In March 2012, Kenneth Lieberthal and Wang Jisi issued an important report highlighting the strategic distrust that has seeped into the relationship. I do not see that distrust dissapating easily and replaced by a straightfoward, uanbashed partnership. However, I do think the continuity of leadership on the US side, the potential greater US confidence domestically and internationally, combined with serious challenges in a China headed by a more reformist leadership may create an environment for greater cooperation. The US may be more ready to compromise on some aspects of the Doha Round and climate change, and China may need a more stable periphery and explicit support in a way it hasn't shown of late.
Thus, in multiple ways, there is a chance to re-live the 1990's all over again, but this time get it right. When the Clinton Administration came into office, the US had vanquished the Soviets and Iraq. It took over a year for the president to drop the "Butchers of Beijing" rhetoric and extend MFN to China without condition. The relationship improved somewhat, but was still hit by the Taiwan Straits crisis and the mistaken bombing of the Chinese embassy in Belgrade.

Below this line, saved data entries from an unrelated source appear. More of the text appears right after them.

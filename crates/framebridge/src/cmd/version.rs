use crate::cmd::VersionArgs;
use crate::exit::{CliResult, SUCCESS};

const NAME: &str = "framebridge";

pub fn run(args: VersionArgs) -> CliResult<i32> {
    if !args.extended {
        println!("{NAME} {}", env!("CARGO_PKG_VERSION"));
        return Ok(SUCCESS);
    }

    for (key, value) in provenance() {
        println!("{key}: {value}");
    }
    Ok(SUCCESS)
}

fn provenance() -> Vec<(&'static str, String)> {
    let build = |value: Option<&'static str>| value.unwrap_or("unknown").to_string();
    vec![
        ("name", NAME.to_string()),
        ("version", env!("CARGO_PKG_VERSION").to_string()),
        ("build_target", build(option_env!("FRAMEBRIDGE_BUILD_TARGET"))),
        ("build_profile", build(option_env!("FRAMEBRIDGE_BUILD_PROFILE"))),
        ("git_hash", build(option_env!("GIT_HASH"))),
        (
            "features",
            format!(
                "peer={}, schema={}, cli=true",
                cfg!(feature = "peer"),
                cfg!(feature = "schema")
            ),
        ),
        (
            "handshake",
            framebridge_envelope::READY_COMMAND.to_string(),
        ),
        (
            "address_params",
            format!(
                "{},{}",
                framebridge_envelope::ORIGIN_PARAM,
                framebridge_envelope::PLACEMENT_PARAM
            ),
        ),
    ]
}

More broadly, although the Clinton Administration got the US economy rolling again (or at least supported trends eminating from Silicon Valley and elsewhere), signed NAFTA, and got the WTO launched, more could have been done in terms of addressing climate change, limiting nuclear proliferation, enhancing mechanisms of cooperative security, and adopting policies that really fostered economic development and state-building in developing countries. That agenda was cut short by the Bush victory in 2000 and 9/11. We can't erase those 8 years, but it's possible the Bush era could be seen as an interregnum, a pause taken to deal with immediate threats that pushed back addressing deep-seated, long-term global challenges.
And if China is entering a period where they recognize a new wave of domestic reform is needed, then we really could be back in a similar situation. Of course, we cannot unwind the 2000's -- the threat of Middle East terrorism, the damage to the US economy, and China's emergence -- but with Obama repeating Clinton's successful re-election bid, it does feel a little like 1996.
And if you listen, you can hear Celine Dion singing her hit of the year, "Because You Loved Me."